▶ _What to produce_:
In the records below, the line with "matches!(self, Value::Empty)" opens the range and the line with "fn from(value: i32)" closes it; print that range exactly and nothing else.

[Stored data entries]
>>>
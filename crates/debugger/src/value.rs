//! Value module for the debugger engine.
//!
//! This module provides the runtime value model exchanged with the virtual
//! machine: the values compiled expressions produce, the values held in
//! frames and the values the formatter renders.

use std::fmt;
use std::sync::Arc;

#[cfg(feature = "serde-types")]
use serde::{Deserialize, Serialize};

/// An absolute address in the code pool. Zero is never an executable address.
pub type CodeAddr = u32;

/// Object identifier.
#[derive(Debug, Clone, Copy, PartialEq, Eq, Hash, PartialOrd, Ord)]
#[cfg_attr(feature = "serde-types", derive(Serialize, Deserialize))]
pub struct ObjId(pub u32);

/// Property identifier.
#[derive(Debug, Clone, Copy, PartialEq, Eq, Hash, PartialOrd, Ord)]
#[cfg_attr(feature = "serde-types", derive(Serialize, Deserialize))]
pub struct PropId(pub u16);

/// Built-in function identifier: a function set index and a function index
/// within that set.
#[derive(Debug, Clone, Copy, PartialEq, Eq, Hash)]
#[cfg_attr(feature = "serde-types", derive(Serialize, Deserialize))]
pub struct BifId {
    pub set: u16,
    pub index: u16,
}

impl BifId {
    /// Creates a new built-in function identifier.
    pub fn new(set: u16, index: u16) -> Self {
        Self { set, index }
    }

    /// Packs the identifier into the single key used by reverse lookups.
    pub fn key(&self) -> u32 {
        ((self.set as u32) << 16) | self.index as u32
    }
}

impl fmt::LowerHex for ObjId {
    fn fmt(&self, f: &mut fmt::Formatter<'_>) -> fmt::Result {
        fmt::LowerHex::fmt(&self.0, f)
    }
}

impl fmt::LowerHex for PropId {
    fn fmt(&self, f: &mut fmt::Formatter<'_>) -> fmt::Result {
        fmt::LowerHex::fmt(&self.0, f)
    }
}

/// The type of a [`Value`].
#[derive(Debug, Clone, Copy, PartialEq, Eq, Hash)]
#[repr(u8)]
pub enum ValueType {
    Empty = 0x00,
    Nil = 0x01,
    True = 0x02,
    Int = 0x03,
    Obj = 0x04,
    Prop = 0x05,
    Enum = 0x06,
    String = 0x07,
    List = 0x08,
    FuncPtr = 0x09,
    BifPtr = 0x0a,
    CodeOfs = 0x0b,
}

/// A runtime value.
#[derive(Debug, Clone, PartialEq)]
#[cfg_attr(feature = "serde-types", derive(Serialize, Deserialize))]
pub enum Value {
    /// The unset sentinel; never produced by a program.
    Empty,

    /// The `nil` constant.
    Nil,

    /// The `true` constant.
    True,

    /// A 32-bit integer.
    Int(i32),

    /// An object reference.
    Obj(ObjId),

    /// A property pointer.
    Prop(PropId),

    /// An enumerator.
    Enum(u32),

    /// A constant string.
    Str(Arc<str>),

    /// A constant list.
    List(Arc<[Value]>),

    /// A pointer to a function entry.
    FuncPtr(CodeAddr),

    /// A pointer to a built-in function.
    BifPtr(BifId),

    /// A method body reference; never shown as a property value.
    CodeOfs(CodeAddr),
}

impl Value {
    /// Creates a boolean value (`true` or `nil`).
    pub fn from_bool(value: bool) -> Self {
        if value {
            Value::True
        } else {
            Value::Nil
        }
    }

    /// Creates a string value.
    pub fn from_str<T: AsRef<str>>(value: T) -> Self {
        Value::Str(Arc::from(value.as_ref()))
    }

    /// Creates a list value.
    pub fn from_list<T: Into<Vec<Value>>>(value: T) -> Self {
        Value::List(Arc::from(value.into()))
    }

    /// Creates an object reference, or `nil` when there is no object.
    pub fn obj_or_nil(obj: Option<ObjId>) -> Self {
        obj.map(Value::Obj).unwrap_or(Value::Nil)
    }

    /// Creates a property pointer, or `nil` when there is no property.
    pub fn prop_or_nil(prop: Option<PropId>) -> Self {
        prop.map(Value::Prop).unwrap_or(Value::Nil)
    }

    /// Returns the type of the value.
    pub fn value_type(&self) -> ValueType {
        match self {
            Value::Empty => ValueType::Empty,
            Value::Nil => ValueType::Nil,
            Value::True => ValueType::True,
            Value::Int(_) => ValueType::Int,
            Value::Obj(_) => ValueType::Obj,
            Value::Prop(_) => ValueType::Prop,
            Value::Enum(_) => ValueType::Enum,
            Value::Str(_) => ValueType::String,
            Value::List(_) => ValueType::List,
            Value::FuncPtr(_) => ValueType::FuncPtr,
            Value::BifPtr(_) => ValueType::BifPtr,
            Value::CodeOfs(_) => ValueType::CodeOfs,
        }
    }

    /// Returns true if the value is the unset sentinel.
    pub fn is_empty(&self) -> bool {
        matches!(self, Value::Empty)
    }

    /// Returns true if the value is `nil`.
    pub fn is_nil(&self) -> bool {
        matches!(self, Value::Nil)
    }

    /// Interprets the value as a condition result: `nil` and zero are false,
    /// anything else is true.
    pub fn is_truthy(&self) -> bool {
        match self {
            Value::Nil => false,
            Value::Int(i) => *i != 0,
            _ => true,
        }
    }

    /// Gets the integer value, if this is an integer.
    pub fn as_int(&self) -> Option<i32> {
        match self {
            Value::Int(i) => Some(*i),
            _ => None,
        }
    }

    /// Gets the object id, if this is an object reference.
    pub fn as_obj(&self) -> Option<ObjId> {
        match self {
            Value::Obj(obj) => Some(*obj),
            _ => None,
        }
    }

    /// Gets the string contents, if this is a string.
    pub fn as_str(&self) -> Option<&str> {
        match self {
            Value::Str(s) => Some(s),
            _ => None,
        }
    }

    /// Gets the list elements, if this is a list.
    pub fn as_list(&self) -> Option<&[Value]> {
        match self {
            Value::List(items) => Some(items),
            _ => None,
        }
    }
}

impl From<i32> for Value {
    fn from(value: i32) -> Self {
        Value::Int(value)
    }
}

impl From<bool> for Value {
    fn from(value: bool) -> Self {
        Value::from_bool(value)
    }
}

impl From<ObjId> for Value {
    fn from(value: ObjId) -> Self {
        Value::Obj(value)
    }
}

impl From<&str> for Value {
    fn from(value: &str) -> Self {
        Value::from_str(value)
    }
}

#[cfg(test)]
mod tests {
    use super::*;

    #[test]
    fn test_truthiness() {
        assert!(!Value::Nil.is_truthy());
        assert!(!Value::Int(0).is_truthy());
        assert!(Value::Int(-3).is_truthy());
        assert!(Value::True.is_truthy());
        assert!(Value::from_str("").is_truthy());
        assert!(Value::Obj(ObjId(5)).is_truthy());
    }

    #[test]
    fn test_bif_key_packs_set_and_index() {
        assert_eq!(BifId::new(2, 7).key(), 0x0002_0007);
    }

    #[test]
    fn test_list_equality_is_structural() {
        let a = Value::from_list(vec![Value::Int(1), Value::from_str("x")]);
        let b = Value::from_list(vec![Value::Int(1), Value::from_str("x")]);
        assert_eq!(a, b);
        assert_eq!(a.value_type(), ValueType::List);
    }
}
<<<
▶ _Answer for the task_:
        matches!(self, Value::Empty)
    }

    /// Returns true if the value is `nil`.
    pub fn is_nil(&self) -> bool {
        matches!(self, Value::Nil)
    }

    /// Interprets the value as a condition result: `nil` and zero are false,
    /// anything else is true.
    pub fn is_truthy(&self) -> bool {
        match self {
            Value::Nil => false,
            Value::Int(i) => *i != 0,
            _ => true,
        }
    }

    /// Gets the integer value, if this is an integer.
    pub fn as_int(&self) -> Option<i32> {
        match self {
            Value::Int(i) => Some(*i),
            _ => None,
        }
    }

    /// Gets the object id, if this is an object reference.
    pub fn as_obj(&self) -> Option<ObjId> {
        match self {
            Value::Obj(obj) => Some(*obj),
            _ => None,
        }
    }

    /// Gets the string contents, if this is a string.
    pub fn as_str(&self) -> Option<&str> {
        match self {
            Value::Str(s) => Some(s),
            _ => None,
        }
    }

    /// Gets the list elements, if this is a list.
    pub fn as_list(&self) -> Option<&[Value]> {
        match self {
            Value::List(items) => Some(items),
            _ => None,
        }
    }
}

impl From<i32> for Value {
    fn from(value: i32) -> Self {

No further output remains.